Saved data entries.
*** Begin section ***

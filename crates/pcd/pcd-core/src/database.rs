//! The PCD memory database.
//!
//! One [`MemoryDatabase`] holds every [`Token`] of a platform build session,
//! keyed by primary key. It is constructed by the caller and handed to the
//! preprocessor by `&mut`, then to code generators by `&`.

use std::collections::hash_map::Entry;
use std::collections::{HashMap, HashSet};
use std::fs::File;
use std::io::{self, BufWriter, Write};
use std::path::Path;

use crate::error::Result;
use crate::token::{PcdType, Token};
use crate::usage::{AutogenFragments, AutogenTarget, UsageInstance};
use crate::{vprintln, wprintln};

/// A usage instance together with the token it binds to.
#[derive(Debug, Clone, Copy)]
pub struct UsageRef<'a> {
    /// The bound token.
    pub token: &'a Token,
    /// The module's binding.
    pub usage: &'a UsageInstance,
}

impl UsageRef<'_> {
    /// Render the autogen fragments for this binding.
    pub fn generate_autogen(&self, target: AutogenTarget) -> Result<AutogenFragments> {
        self.usage.generate_autogen(self.token, target)
    }
}

/// In-memory table of PCD tokens for one build session.
#[derive(Debug, Default)]
pub struct MemoryDatabase {
    tokens: HashMap<String, Token>,
}

impl MemoryDatabase {
    /// Create an empty database.
    pub fn new() -> Self {
        Self::default()
    }

    /// Number of tokens.
    pub fn len(&self) -> usize {
        self.tokens.len()
    }

    /// Returns `true` if no token has been added.
    pub fn is_empty(&self) -> bool {
        self.tokens.is_empty()
    }

    /// Whether a token with `key` exists.
    pub fn is_token_in_database(&self, key: &str) -> bool {
        self.tokens.contains_key(key)
    }

    /// Insert or overwrite a token. Uniqueness is the caller's concern.
    pub fn add_token_to_database(&mut self, key: impl Into<String>, token: Token) {
        self.tokens.insert(key.into(), token);
    }

    /// Look up a token by primary key.
    pub fn token_by_key(&self, key: &str) -> Option<&Token> {
        self.tokens.get(key)
    }

    /// Entry for in-place lookup-or-insert while preprocessing.
    pub(crate) fn entry(&mut self, key: String) -> Entry<'_, String, Token> {
        self.tokens.entry(key)
    }

    /// All tokens, in unspecified order.
    pub fn record_array(&self) -> Vec<&Token> {
        self.tokens.values().collect()
    }

    /// All dynamic tokens, ordered by primary key.
    pub fn dynamic_records(&self) -> Vec<&Token> {
        let mut records: Vec<&Token> = self.tokens.values().filter(|t| t.is_dynamic_pcd).collect();
        records.sort_by_key(|t| t.primary_key());
        records
    }

    /// Dynamic-ex tokens, ordered by token space then token number.
    pub fn dynamic_ex_tokens(&self) -> Vec<&Token> {
        let mut records: Vec<&Token> = self
            .tokens
            .values()
            .filter(|t| t.pcd_type == PcdType::DynamicEx)
            .collect();
        records.sort_by_key(|t| (t.token_space_guid, t.token_number));
        records
    }

    /// Split dynamic tokens into PEI and DXE databases.
    ///
    /// A token belongs to PEI if any producer runs in PEI; otherwise if any
    /// consumer runs in PEI; otherwise to DXE. Each list is ordered by
    /// primary key.
    pub fn two_phase_dynamic_record_array(&self) -> (Vec<&Token>, Vec<&Token>) {
        let mut pei = Vec::new();
        let mut dxe = Vec::new();
        for token in self.dynamic_records() {
            if is_pei_token(token) {
                pei.push(token);
            } else {
                dxe.push(token);
            }
        }
        (pei, dxe)
    }

    /// Assign local token numbers: PEI tokens from 1 in primary-key order,
    /// DXE tokens continuing after the last PEI number.
    ///
    /// Returns the `(pei, dxe)` token counts.
    pub fn assign_local_token_numbers(&mut self) -> (usize, usize) {
        let (pei, dxe): (Vec<String>, Vec<String>) = {
            let (pei, dxe) = self.two_phase_dynamic_record_array();
            (
                pei.iter().map(|t| t.primary_key()).collect(),
                dxe.iter().map(|t| t.primary_key()).collect(),
            )
        };

        let mut next = 1u32;
        for key in pei.iter().chain(dxe.iter()) {
            if let Some(token) = self.tokens.get_mut(key) {
                token.local_token_number = Some(next);
                next += 1;
            }
        }
        vprintln!("  local token numbers: {} PEI, {} DXE", pei.len(), dxe.len());
        (pei.len(), dxe.len())
    }

    /// Every producer and consumer binding of the named module
    /// (case-insensitive).
    pub fn usage_instances_by_module_name(&self, module_name: &str) -> Vec<UsageRef<'_>> {
        let mut keys: Vec<&String> = self.tokens.keys().collect();
        keys.sort();

        let mut found = Vec::new();
        for key in keys {
            let token = &self.tokens[key];
            for usage in token.usage_instances() {
                if usage.module_name.eq_ignore_ascii_case(module_name) {
                    found.push(UsageRef { token, usage });
                }
            }
        }

        if found.is_empty() {
            vprintln!("  no PCD usage instances found for module {module_name}");
        }
        found
    }

    /// Every module name that produces or consumes a token, de-duplicated
    /// case-insensitively and sorted.
    pub fn all_module_names(&self) -> Vec<String> {
        let mut seen = HashSet::new();
        let mut names = Vec::new();
        for token in self.tokens.values() {
            for usage in token.usage_instances() {
                if seen.insert(usage.module_name.to_ascii_lowercase()) {
                    names.push(usage.module_name.clone());
                }
            }
        }
        names.sort_by_key(|n| n.to_ascii_lowercase());
        names
    }

    /// Write the diagnostic dump to `path`.
    ///
    /// Failure to create or write the file is reported as a warning.
    pub fn dump_all_records(&self, path: &Path) {
        let result = File::create(path).and_then(|file| {
            let mut writer = BufWriter::new(file);
            self.dump_records(&mut writer)?;
            writer.flush()
        });
        match result {
            Ok(()) => vprintln!("  PCD database dump written to {}", path.display()),
            Err(e) => wprintln!("cannot write PCD database dump to {}: {e}", path.display()),
        }
    }

    /// Write the diagnostic dump to any writer, one block per token.
    pub fn dump_records(&self, w: &mut impl Write) -> io::Result<()> {
        let mut keys: Vec<&String> = self.tokens.keys().collect();
        keys.sort();

        writeln!(w, "PCD memory database: {} token(s)", keys.len())?;
        for (index, key) in keys.iter().enumerate() {
            let token = &self.tokens[*key];
            writeln!(w)?;
            writeln!(w, "[{index}] {}", token.cname)?;
            writeln!(w, "    Token space     : {}", token.token_space_guid)?;
            writeln!(w, "    Token number    : {:#x}", token.token_number)?;
            if let Some(local) = token.local_token_number {
                writeln!(w, "    Local token     : {local}")?;
            }
            writeln!(w, "    PCD type        : {}", token.pcd_type)?;
            let supported: Vec<&str> = token.supported_pcd_types.iter().map(|t| t.as_str()).collect();
            writeln!(w, "    Supported types : {}", supported.join(", "))?;
            writeln!(w, "    Datum type      : {} (size {})", token.datum_type, token.datum_size)?;
            for sku in &token.sku_data {
                writeln!(w, "    {sku}")?;
            }
            dump_usages(w, "Producers", &token.producers)?;
            dump_usages(w, "Consumers", &token.consumers)?;
        }
        Ok(())
    }
}

fn is_pei_token(token: &Token) -> bool {
    token.producers.iter().any(UsageInstance::is_pei_phase_component)
        || token.consumers.iter().any(UsageInstance::is_pei_phase_component)
}

fn dump_usages(w: &mut impl Write, label: &str, usages: &[UsageInstance]) -> io::Result<()> {
    if usages.is_empty() {
        return Ok(());
    }
    writeln!(w, "    {label}:")?;
    for usage in usages {
        writeln!(
            w,
            "        [{}] module {} ({}), package {}, {} {}{}",
            usage.component_type_name(),
            usage.module_name,
            usage.module.arch,
            usage.module.package_name,
            usage.module_pcd_type,
            usage.datum.as_deref().unwrap_or("-"),
            if usage.inherited { ", inherited" } else { "" }
        )?;
    }
    Ok(())
}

*** End section ***

Exercise instructions.
Look back at the data above. Transcribe exactly the lines starting at the line that contains "for this binding." and ending at the line that contains "records.sort_by_key(|t| (t.token_space_guid, t.token_number));".

Answer to the exercise.
    /// Render the autogen fragments for this binding.
    pub fn generate_autogen(&self, target: AutogenTarget) -> Result<AutogenFragments> {
        self.usage.generate_autogen(self.token, target)
    }
}

/// In-memory table of PCD tokens for one build session.
#[derive(Debug, Default)]
pub struct MemoryDatabase {
    tokens: HashMap<String, Token>,
}

impl MemoryDatabase {
    /// Create an empty database.
    pub fn new() -> Self {
        Self::default()
    }

    /// Number of tokens.
    pub fn len(&self) -> usize {
        self.tokens.len()
    }

    /// Returns `true` if no token has been added.
    pub fn is_empty(&self) -> bool {
        self.tokens.is_empty()
    }

    /// Whether a token with `key` exists.
    pub fn is_token_in_database(&self, key: &str) -> bool {
        self.tokens.contains_key(key)
    }

    /// Insert or overwrite a token. Uniqueness is the caller's concern.
    pub fn add_token_to_database(&mut self, key: impl Into<String>, token: Token) {
        self.tokens.insert(key.into(), token);
    }

    /// Look up a token by primary key.
    pub fn token_by_key(&self, key: &str) -> Option<&Token> {
        self.tokens.get(key)
    }

    /// Entry for in-place lookup-or-insert while preprocessing.
    pub(crate) fn entry(&mut self, key: String) -> Entry<'_, String, Token> {
        self.tokens.entry(key)
    }

    /// All tokens, in unspecified order.
    pub fn record_array(&self) -> Vec<&Token> {
        self.tokens.values().collect()
    }

    /// All dynamic tokens, ordered by primary key.
    pub fn dynamic_records(&self) -> Vec<&Token> {
        let mut records: Vec<&Token> = self.tokens.values().filter(|t| t.is_dynamic_pcd).collect();
        records.sort_by_key(|t| t.primary_key());
        records
    }

    /// Dynamic-ex tokens, ordered by token space then token number.
    pub fn dynamic_ex_tokens(&self) -> Vec<&Token> {
        let mut records: Vec<&Token> = self
            .tokens
            .values()
            .filter(|t| t.pcd_type == PcdType::DynamicEx)
            .collect();
        records.sort_by_key(|t| (t.token_space_guid, t.token_number));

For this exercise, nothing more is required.